Factors Leading to Reduced Female Student Enrollment in Tertiary Institutions in Uganda: a Case of Selected Institutions in Kampala District
Author: Ojambo Geoffrey Joe
Supervisor: Anthony Kakuru
The focus of this study was on the factors leading to reduced female student enrollment in selected tertiary institutions. The main objectives of this study were threefold: the effect of school environment factors on female student enrollment; the contribution of family-related factors on female student enrollment; and the extent to which economic factors affect female student enrollment in selected tertiary institutions in Kampala district. Two main sources of data namely primary and secondary were used in this study. The primary data was collected through questionnaires and interviews from a sample of respondents. The secondary source was through journals, textbook and annual reports.
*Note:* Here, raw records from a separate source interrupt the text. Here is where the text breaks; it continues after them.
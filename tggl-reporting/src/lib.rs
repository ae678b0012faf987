//! Usage reporting for the Tggl SDK
//!
//! Counts flag evaluation outcomes and observed context values, then sends
//! them to the Tggl API in periodic batches.
//!
//! ## Features
//!
//! - **Deduplication**: identical outcomes are sent once with a count
//! - **Property windows**: first and last time each context property was seen
//! - **Observed values**: string property values with an optional label
//! - **Pagination**: observed values are split into pages of 2000
//! - **Best effort**: delivery failures are logged and dropped
//!
//! ## Quick Start
//!
//! ```rust,no_run
//! use tggl_reporting::{FlagUsage, Reporting, ReportingConfig};
//! use tggl_flags::{EvaluationContext, Value};
//!
//! # async fn run() -> Result<(), Box<dyn std::error::Error>> {
//! let reporting = Reporting::new(
//!     ReportingConfig::builder().api_key("server-key").app("checkout").build(),
//! )?;
//! reporting.start();
//!
//! reporting.report_flag("beta", FlagUsage::new(true, "on", Value::Null));
//! reporting.report_context(&EvaluationContext::new().with_user_id("u1"));
//!
//! // Stop the timer and send what is left
//! reporting.close().await;
//! # Ok(())
//! # }
//! ```
//!
//! ## Architecture
//!
//! ```text
//! ┌─────────────────────────────────────────────────────────────┐
//! │          report_flag / report_context (any thread)           │
//! └─────────────────────────┬───────────────────────────────────┘
//!                           │
//!                           ▼
//! ┌─────────────────────────────────────────────────────────────┐
//! │                     UsageCollector                           │
//! │  ┌──────────┐ ┌──────────────┐ ┌──────────────┐             │
//! │  │  Flag    │ │  Property    │ │  Observed    │             │
//! │  │ Counters │ │  Windows     │ │  Values      │             │
//! │  └──────────┘ └──────────────┘ └──────────────┘             │
//! └─────────────────────────┬───────────────────────────────────┘
//!                           │ drain (timer or close)
//!                           ▼
//! ┌─────────────────────────────────────────────────────────────┐
//! │                ReportSink (POST /report)                     │
//! └─────────────────────────────────────────────────────────────┘
//! ```

mod collector;
mod config;
mod error;
mod payload;
mod sink;

pub use collector::*;
pub use config::*;
pub use error::*;
pub use payload::*;
pub use sink::*;

use parking_lot::Mutex;
use std::sync::Arc;
use tggl_flags::Context;
use tggl_log::{TARGET_REPORTING, debug, warn};
use tokio::sync::watch;
use tokio::task::JoinHandle;
use tokio::time::MissedTickBehavior;

/// Main reporting instance
///
/// Cheap to clone; clones share the same collector and timer.
#[derive(Clone)]
pub struct Reporting {
    inner: Arc<ReportingInner>,
}

struct ReportingInner {
    config: ReportingConfig,
    client_id: String,
    collector: UsageCollector,
    sink: Arc<dyn ReportSink>,
    shutdown: watch::Sender<bool>,
    task: Mutex<Option<JoinHandle<()>>>,
}

impl Reporting {
    /// Create a reporting instance posting to the Tggl API
    pub fn new(config: ReportingConfig) -> Result<Self> {
        let sink = HttpReportSink::new(&config)?;
        Ok(Self::with_sink(config, Arc::new(sink)))
    }

    /// Create a reporting instance with a custom destination
    pub fn with_sink(config: ReportingConfig, sink: Arc<dyn ReportSink>) -> Self {
        let (shutdown, _) = watch::channel(false);
        Self {
            inner: Arc::new(ReportingInner {
                client_id: config.client_id(),
                config,
                collector: UsageCollector::new(),
                sink,
                shutdown,
                task: Mutex::new(None),
            }),
        }
    }

    pub fn config(&self) -> &ReportingConfig {
        &self.inner.config
    }

    pub fn is_enabled(&self) -> bool {
        self.inner.config.enabled
    }

    /// Identity flag usage is counted under
    pub fn client_id(&self) -> &str {
        &self.inner.client_id
    }

    /// Count one evaluation of `slug` under this instance's client id
    pub fn report_flag(&self, slug: &str, usage: FlagUsage) {
        if self.is_enabled() {
            self.inner
                .collector
                .record_flag(&self.inner.client_id, slug, usage);
        }
    }

    /// Record the properties of an evaluated context
    pub fn report_context<C: Context + ?Sized>(&self, context: &C) {
        if self.is_enabled() {
            self.inner.collector.record_context(context);
        }
    }

    /// Direct access to the collector
    pub fn collector(&self) -> &UsageCollector {
        &self.inner.collector
    }

    /// Send everything recorded so far
    ///
    /// The main page goes first, overflow pages of observed values follow.
    /// Failures are logged and dropped. Nothing is sent when nothing was
    /// recorded.
    pub async fn flush(&self) {
        let config = &self.inner.config;
        let pages = self
            .inner
            .collector
            .drain(config.page_size, config.max_value_length);

        if pages.is_empty() {
            return;
        }

        debug!(target: TARGET_REPORTING, "Sending {} report page(s)", pages.len());

        for page in &pages {
            if let Err(e) = self.inner.sink.send(page).await {
                warn!(target: TARGET_REPORTING, "Failed to send usage report: {}", e);
            }
        }
    }

    /// Start the flush timer
    ///
    /// Must be called from within a tokio runtime. Does nothing when
    /// reporting is disabled, already started, or closed.
    pub fn start(&self) {
        if !self.is_enabled() || *self.inner.shutdown.borrow() {
            return;
        }

        let mut task = self.inner.task.lock();
        if task.is_some() {
            return;
        }

        let reporting = self.clone();
        let mut shutdown = self.inner.shutdown.subscribe();
        let period = self.inner.config.report_interval.max(MIN_REPORT_INTERVAL);

        *task = Some(tokio::spawn(async move {
            let mut ticker = tokio::time::interval(period);
            ticker.set_missed_tick_behavior(MissedTickBehavior::Delay);

            loop {
                tokio::select! {
                    biased;
                    _ = shutdown.changed() => break,
                    _ = ticker.tick() => reporting.flush().await,
                }
            }

            debug!(target: TARGET_REPORTING, "Report timer stopped");
        }));

        debug!(
            target: TARGET_REPORTING,
            "Report timer started for '{}' every {:?}", self.inner.client_id, period
        );
    }

    /// Stop the timer and send a final report
    ///
    /// A flush already in progress completes before the final one runs.
    pub async fn close(&self) {
        self.inner.shutdown.send_replace(true);

        let task = self.inner.task.lock().take();
        if let Some(task) = task {
            let _ = task.await;
        }

        self.flush().await;
    }

    pub fn is_closed(&self) -> bool {
        *self.inner.shutdown.borrow()
    }
}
Data were analyzed using the Statistical Package for Social Scientist (SPSS -V18) and presented in descriptive and analytical statistics which included the Pearson correlation co-efficient and regression analysis to determine the relationships between the factors and female enrollment. This case study reveals significant positive relationships between institutions related factors, family factors, economic factors and female enrollment. The results from the regression analysis further confirmed that institutions related factors, family factors and economic factors had a determinant effect on female enrollment. It was concluded that improvements in institutions related factors, family factors, economic factors was necessary to enhance female enrollment in tertiary institutions. Therefore, the study recommends the followings: that management of tertiary institutions provides a more conducive working environment for girls, promote good relationships with female students and put in place the necessary infrastructure.